┌────────

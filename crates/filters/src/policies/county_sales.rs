use super::build_year_range;
use crate::range::RowChecks;
use crate::{DatasetKind, FilterContext, FilterPolicy, NumericRange};
use housefilter_formats::Table;
use serde::{Deserialize, Serialize};

const PRICE: &str = "price";
const BEDROOMS: &str = "bedrooms";
const BATHROOMS: &str = "bathrooms";
const SQFT_LIVING: &str = "sqft_living";
const SQFT_LOT: &str = "sqft_lot";
const LATITUDE: &str = "lat";
const LONGITUDE: &str = "long";
const YEAR_BUILT: &str = "yr_built";
const GRADE: &str = "grade";

/// County sales records, with coordinates bounded to the county.
#[derive(Debug, Clone, PartialEq, Serialize, Deserialize)]
#[serde(default)]
pub struct CountySalesPolicy {
    pub price: NumericRange,
    pub bedrooms: NumericRange,
    pub bathrooms: NumericRange,
    pub sqft_living: NumericRange,
    pub sqft_lot: NumericRange,
    pub latitude: NumericRange,
    pub longitude: NumericRange,
    pub earliest_build_year: f64,
    pub grade: NumericRange,
}

impl Default for CountySalesPolicy {
    fn default() -> Self {
        Self {
            price: NumericRange::inclusive(10_000.0, 50_000_000.0),
            bedrooms: NumericRange::inclusive(0.0, 20.0),
            bathrooms: NumericRange::inclusive(0.0, 15.0),
            sqft_living: NumericRange::above(0.0, 20_000.0),
            sqft_lot: NumericRange::above(0.0, 2_000_000.0),
            latitude: NumericRange::inclusive(47.0, 48.0),
            longitude: NumericRange::inclusive(-122.6, -121.0),
            earliest_build_year: 1800.0,
            grade: NumericRange::inclusive(1.0, 13.0),
        }
    }
}

impl FilterPolicy for CountySalesPolicy {
    fn kind(&self) -> DatasetKind {
        DatasetKind::CountySales
    }

    fn apply(&self, table: &Table, ctx: &FilterContext) -> Table {
        RowChecks::for_table(table)
            .in_range(PRICE, self.price)
            .in_range(BEDROOMS, self.bedrooms)
            .in_range(BATHROOMS, self.bathrooms)
            .in_range(SQFT_LIVING, self.sqft_living)
            .in_range(SQFT_LOT, self.sqft_lot)
            .coordinates(LATITUDE, LONGITUDE, Some((self.latitude, self.longitude)))
            .in_range(
                YEAR_BUILT,
                build_year_range(self.earliest_build_year, ctx.current_year),
            )
            .in_range(GRADE, self.grade)
            .apply()
    }

    fn describe(&self, ctx: &FilterContext) -> Vec<String> {
        vec![
            format!("{} in {}", PRICE, self.price),
            format!("{} in {}", BEDROOMS, self.bedrooms),
            format!("{} in {}", BATHROOMS, self.bathrooms),
            format!("{} in {}", SQFT_LIVING, self.sqft_living),
            format!("{} in {}", SQFT_LOT, self.sqft_lot),
            format!("{} in {}, {} in {}", LATITUDE, self.latitude, LONGITUDE, self.longitude),
            format!(
                "{} in {}",
                YEAR_BUILT,
                build_year_range(self.earliest_build_year, ctx.current_year)
            ),
            format!("{} in {}", GRADE, self.grade),
        ]
    }
}
//! Lenient date parsing for time-series columns

use chrono::{DateTime, NaiveDate, NaiveDateTime, NaiveTime};
use housefilter_formats::Cell;

const DATETIME_FORMATS: &[&str] = &[
    "%Y-%m-%d %H:%M:%S",
    "%Y-%m-%dT%H:%M:%S",
    "%Y-%m-%d %H:%M:%S%.f",
    "%Y-%m-%dT%H:%M:%S%.f",
    "%Y-%m-%d %H:%M",
    "%Y/%m/%d %H:%M:%S",
    "%m/%d/%Y %H:%M:%S",
    "%m/%d/%Y %H:%M",
];

const DATE_FORMATS: &[&str] = &[
    "%Y-%m-%d",
    "%Y/%m/%d",
    "%m/%d/%Y",
    "%d %b %Y",
    "%d %B %Y",
    "%b %d, %Y",
    "%B %d, %Y",
    "%b %d %Y",
];

fn start_of_day(date: NaiveDate) -> NaiveDateTime {
    date.and_time(NaiveTime::MIN)
}

/// Parse a date string.
///
/// Accepts ISO dates and datetimes (offsets are converted to UTC), slash
/// dates, month names, `YYYYMMDD`, `YYYY-MM` and a bare `YYYY`; partial
/// dates resolve to the first day of the period.
pub fn parse_date_str(raw: &str) -> Option<NaiveDateTime> {
    let s = raw.trim();
    if s.is_empty() {
        return None;
    }

    if s.len() == 4 && s.bytes().all(|b| b.is_ascii_digit()) {
        let year: i32 = s.parse().ok()?;
        return NaiveDate::from_ymd_opt(year, 1, 1).map(start_of_day);
    }

    if s.len() == 8 && s.bytes().all(|b| b.is_ascii_digit()) {
        let year: i32 = s[0..4].parse().ok()?;
        let month: u32 = s[4..6].parse().ok()?;
        let day: u32 = s[6..8].parse().ok()?;
        return NaiveDate::from_ymd_opt(year, month, day).map(start_of_day);
    }

    if let Ok(dt) = DateTime::parse_from_rfc3339(s) {
        return Some(dt.naive_utc());
    }

    for fmt in DATETIME_FORMATS {
        if let Ok(dt) = NaiveDateTime::parse_from_str(s, fmt) {
            return Some(dt);
        }
    }

    for fmt in DATE_FORMATS {
        if let Ok(date) = NaiveDate::parse_from_str(s, fmt) {
            return Some(start_of_day(date));
        }
    }

    // "2020-03" and "2020/03"
    for sep in ['-', '/'] {
        if let Some((year, month)) = s.split_once(sep) {
            if year.len() == 4 && (1..=2).contains(&month.len()) {
                if let (Ok(y), Ok(m)) = (year.parse::<i32>(), month.parse::<u32>()) {
                    if let Some(date) = NaiveDate::from_ymd_opt(y, m, 1) {
                        return Some(start_of_day(date));
                    }
                }
            }
        }
    }

    None
}

/// Parse a cell as a date. Integral numbers are read as `YYYY` or `YYYYMMDD`.
pub fn parse_date_cell(cell: &Cell) -> Option<NaiveDateTime> {
    match cell {
        Cell::DateTime(dt) => Some(*dt),
        Cell::Text(s) => parse_date_str(s),
        Cell::Int(i) => parse_date_str(&i.to_string()),
        Cell::Float(f) if f.fract() == 0.0 && f.is_finite() => parse_date_str(&format!("{}", *f as i64)),
        _ => None,
    }
}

└────────

Your task is to copy each line of the data above that holds "return".

* _Task output_:
        return None;
        return NaiveDate::from_ymd_opt(year, 1, 1).map(start_of_day);
        return NaiveDate::from_ymd_opt(year, month, day).map(start_of_day);
        return Some(dt.naive_utc());
            return Some(dt);
            return Some(start_of_day(date));
                        return Some(start_of_day(date));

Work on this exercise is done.